# 算法代写 | COMP 4601A Fall 2021 – Lab #8

Objectives

The goal for this lab is to compute the mean absolute error of an experiment using the “leave one out” strategy explained in the lecture on evaluating recommender systems.

Demonstrating/Submitting

To get credit for the lab you must either demonstrate the lab to a TA/instructor during office hours or record a demo, host it online, and include a link along with your submitted code on Brightspace. You can use the Kaltura Capture and MediaSpace resources provided by Carleton or your own software/hosting resources to record and share the demonstration. For partners, only one demonstration or submission is required. If demonstrating during office hours, inform the instructor/TA of your partner’s name. If submitting on Brightspace, include both partners’ names in a README file.

Lab Description

For this lab, you will be provided with a larger dataset (parsed-data-trimmed.txt) that follows a similar structure to the previously used ratings data. The full dataset will be used for the assignment. The only change to the structure of this data from the past labs is that the value 0 is now used to indicate no rating instead of -1.

The goal for this lab is to generate an output of the mean absolute error achieved by either the user-based or item-based recommendation algorithms that have been covered in the last few weeks. Whichever algorithm you decide to use, you should use a neighbourhood size of 5 for your calculation. You should also not include any similarities that are less than 0.

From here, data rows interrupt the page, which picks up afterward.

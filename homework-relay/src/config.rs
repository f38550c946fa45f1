use std::path::Path;
use std::time::Duration;

use serde::{Deserialize, Serialize};
use thiserror::Error;

pub const PRACTICUM_TOKEN: &str = "PRACTICUM_TOKEN";
pub const TELEGRAM_TOKEN: &str = "TELEGRAM_TOKEN";
pub const TELEGRAM_CHAT_ID: &str = "TELEGRAM_CHAT_ID";

/// Environment variable pointing at the optional settings file.
pub const CONFIG_PATH_VAR: &str = "RELAY_CONFIG";
const DEFAULT_CONFIG_PATH: &str = "config.toml";

#[derive(Debug, Error)]
pub enum ConfigError {
    #[error("missing required environment variables: {}", .0.join(", "))]
    MissingCredentials(Vec<&'static str>),

    #[error("failed to read settings file {path}: {source}")]
    Io {
        path: String,
        #[source]
        source: std::io::Error,
    },

    #[error("failed to parse settings file {path}: {source}")]
    Parse {
        path: String,
        #[source]
        source: toml::de::Error,
    },

    #[error("invalid setting `{key}`: {reason}")]
    Invalid { key: &'static str, reason: &'static str },
}

/// Non-secret runtime settings, loaded from an optional TOML file.
#[derive(Debug, Clone, Serialize, Deserialize)]
pub struct Settings {
    #[serde(default = "default_endpoint")]
    pub endpoint: String,

    #[serde(default = "default_telegram_api_url")]
    pub telegram_api_url: String,

    #[serde(default = "default_retry_period_secs")]
    pub retry_period_secs: u64,

    #[serde(default = "default_request_timeout_secs")]
    pub request_timeout_secs: u64,

    #[serde(default = "default_log_level")]
    pub log_level: String,

    #[serde(default = "default_log_dir")]
    pub log_dir: String,
}

fn default_endpoint() -> String {
    "https://practicum.yandex.ru/api/user_api/homework_statuses/".to_string()
}

fn default_telegram_api_url() -> String {
    "https://api.telegram.org".to_string()
}

fn default_retry_period_secs() -> u64 {
    600
}

fn default_request_timeout_secs() -> u64 {
    30
}

fn default_log_level() -> String {
    "info".to_string()
}

fn default_log_dir() -> String {
    "logs".to_string()
}

impl Default for Settings {
    fn default() -> Self {
        Self {
            endpoint: default_endpoint(),
            telegram_api_url: default_telegram_api_url(),
            retry_period_secs: default_retry_period_secs(),
            request_timeout_secs: default_request_timeout_secs(),
            log_level: default_log_level(),
            log_dir: default_log_dir(),
        }
    }
}

impl Settings {
    pub fn from_file(path: impl AsRef<Path>) -> Result<Self, ConfigError> {
        let path = path.as_ref();
        let display = path.display().to_string();
        let content = std::fs::read_to_string(path).map_err(|source| ConfigError::Io {
            path: display.clone(),
            source,
        })?;
        let settings: Settings =
            toml::from_str(&content).map_err(|source| ConfigError::Parse { path: display, source })?;
        settings.validate()?;
        Ok(settings)
    }

    fn validate(&self) -> Result<(), ConfigError> {
        if self.retry_period_secs == 0 {
            return Err(ConfigError::Invalid {
                key: "retry_period_secs",
                reason: "must be greater than zero",
            });
        }
        if self.request_timeout_secs == 0 {
            return Err(ConfigError::Invalid {
                key: "request_timeout_secs",
                reason: "must be greater than zero",
            });
        }
        Ok(())
    }

    /// Load from `$RELAY_CONFIG` (or `config.toml`); a missing file means defaults.
    pub fn load() -> Result<Self, ConfigError> {
        let path = std::env::var(CONFIG_PATH_VAR).unwrap_or_else(|_| DEFAULT_CONFIG_PATH.to_string());
        if Path::new(&path).exists() {
            Self::from_file(&path)
        } else {
            Ok(Self::default())
        }
    }

    pub fn retry_period(&self) -> Duration {
        Duration::from_secs(self.retry_period_secs)
    }

    pub fn request_timeout(&self) -> Duration {
        Duration::from_secs(self.request_timeout_secs)
    }
}

/// The three secrets the relay cannot start without.
#[derive(Clone)]
pub struct Credentials {
    pub practicum_token: String,
    pub telegram_token: String,
    pub telegram_chat_id: String,
}

impl std::fmt::Debug for Credentials {
    fn fmt(&self, f: &mut std::fmt::Formatter<'_>) -> std::fmt::Result {
        f.debug_struct("Credentials")
            .field("practicum_token", &"***")
            .field("telegram_token", &"***")
            .field("telegram_chat_id", &self.telegram_chat_id)
            .finish()
    }
}

impl Credentials {
    pub fn from_env() -> Result<Self, ConfigError> {
        Self::from_lookup(|key| std::env::var(key).ok())
    }

    /// Resolve every credential through `lookup`, reporting all missing names at once.
    /// Blank values count as missing.
    pub fn from_lookup<F>(lookup: F) -> Result<Self, ConfigError>
    where
        F: Fn(&str) -> Option<String>,
    {
        let fetch = |key: &str| lookup(key).map(|v| v.trim().to_string()).filter(|v| !v.is_empty());

        let practicum_token = fetch(PRACTICUM_TOKEN);
        let telegram_token = fetch(TELEGRAM_TOKEN);
        let telegram_chat_id = fetch(TELEGRAM_CHAT_ID);

        match (practicum_token, telegram_token, telegram_chat_id) {
            (Some(practicum_token), Some(telegram_token), Some(telegram_chat_id)) => Ok(Self {
                practicum_token,
                telegram_token,
                telegram_chat_id,
            }),
            (p, t, c) => {
                let missing = [
                    (PRACTICUM_TOKEN, p.is_none()),
                    (TELEGRAM_TOKEN, t.is_none()),
                    (TELEGRAM_CHAT_ID, c.is_none()),
                ]
                .into_iter()
                .filter_map(|(name, absent)| absent.then_some(name))
                .collect();
                Err(ConfigError::MissingCredentials(missing))
            }
        }
    }
}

Now that we are working with data that is closer to what would be seen in a real world application, we will have to deal with some unexpected outcomes in our calculations. For example, if the numerator in any of your calculations comes out to 0, you will get an output of NaN/-Infinity/Infinity. These should not be included as real predictions. Instead, a suitable “best guess” to make in any of these cases would be the average rating score of the user (remember to compute it by ignoring the current rating that we are predicting). You may also run into problems where you want to use a neighbourhood of size X but there are not X suitable neighbours to use. In these cases, you should use as many neighbours as possible (up to a maximum of X).

For your demonstration, you should discuss how you have implemented the ‘leave one out’ strategy, how you have computed your predictions, and how you have computed the mean absolute error over all of your predicted ratings. It should be possible to achieve a MAE of ~0.77 using 5 neighbours and either the user-based or item-based recommendation algorithm.